パリ市、不動産バブルか?

フィガロ紙は5月24日付でパリ市の中古不動産市場が過熱気味であると報じた。今年1-3月期の中古住宅の売買価格は前年同期比で全国では3%、地方では2.6%とともに上昇したが、パリ市での上昇幅は6.4%(2018年1-3月期は前年同期比で5.7%増)に達した。パリ市では1平方メートルあたりの売買価格が2015年から23%近くの上昇を記録している(平均で7880ユーロから9680ユーロへと上昇)。パリの20の区のうち、16の区では上昇率が5%以上の状態で、中でも8区(11.5%増)、7区(10.5%増)、6区(10.1%増)など売買価格がすでに高い区での大幅な上昇が目立った。

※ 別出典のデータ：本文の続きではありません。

use crate::*;
use proptest::prelude::*;

#[rustfmt::skip]
impl ScalarDType {
    pub fn int_generator() -> impl Strategy<Value = Self> {
        prop_oneof![
            Just(Self::Int8), Just(Self::Int16), Just(Self::Int32), Just(Self::Int64),
            Just(Self::UInt8), Just(Self::UInt16), Just(Self::UInt32), Just(Self::UInt64)
        ]
    }

    pub fn float_generator() -> impl Strategy<Value = Self> {
        prop_oneof![Just(Self::Float32), Just(Self::Float64)]
    }

    /// Every type that has sort sentinels.
    pub fn sortable_generator() -> impl Strategy<Value = Self> {
        prop_oneof![Self::int_generator(), Self::float_generator()]
    }
}

impl ScalarValue {
    /// Values of `dtype` that survive a round trip through `f64` and fit every signed type.
    pub fn small_generator(dtype: ScalarDType) -> impl Strategy<Value = Self> {
        (-100i32..=100).prop_map(move |v| {
            let v = if dtype.is_unsigned() { v.unsigned_abs() as f64 } else { f64::from(v) };
            ScalarValue::from_f64(dtype, v).unwrap_or(ScalarValue::Float64(v))
        })
    }
}
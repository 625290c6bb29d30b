//! Kernel runtime for kiln.
//!
//! Turns array operations into launches on a [`kiln_device::Backend`]:
//!
//! - [`Kernel`]: compiled kernel plus argument slots, with cache-aware compilation and
//!   launch scheduling
//! - [`ElemwiseKernel`]: elementwise expressions over strided arrays
//! - [`ReductionEngine`]: axis reductions with a grow-only cache of kernel variants
//! - [`SortEngine`]: bitonic and sample-sort merge sorting, optionally with argsort indices
//!
//! Configuration comes from [`RuntimeConfig`] (environment or builder) and is carried by a
//! [`Context`].

pub mod collapse;
pub mod config;
pub mod context;
pub mod elemwise;
pub mod error;
pub mod kernel;
pub mod reduction;
pub mod sort;


pub use collapse::collapse;
pub use config::{CACHE_DIR_NAME, CacheLocation, RuntimeConfig};
pub use context::Context;
pub use elemwise::{ElemwiseArg, ElemwiseKernel};
pub use error::*;
pub use kernel::{KERNEL_CACHE_KIND, Kernel};
pub use reduction::{MAX_REDUCTION_DIMS, ReductionEngine};
pub use sort::{MAX_SORT_LEN, SortDirection, SortEngine};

パリ市の公証人によると、これらの区ではこれまで国外に在住していた人のの帰仏に伴う住宅購入が見られ、英国のEU離脱の影響が指摘されている。シャンゼリゼ大通りの集合住宅(251m2)は900万ユーロ超、アンバリッドの邸宅(349m2、庭6364m2)は1500万ユーロをつけたという。これまで比較的、安めとされた19区でも上昇率は13.8%に達しており、1平方メートルあたりの売買価格が8000ユーロを下回る区が存在しなくなり、売買価格の高い区と低い区の格差が一挙に縮まった。パリ市における不動産バブルを指摘する声もあり、住宅ローンの金利が上昇し始めたときに起きる事態への懸念もある。金利上昇の時期は2019年下半期または2020年と予測されている。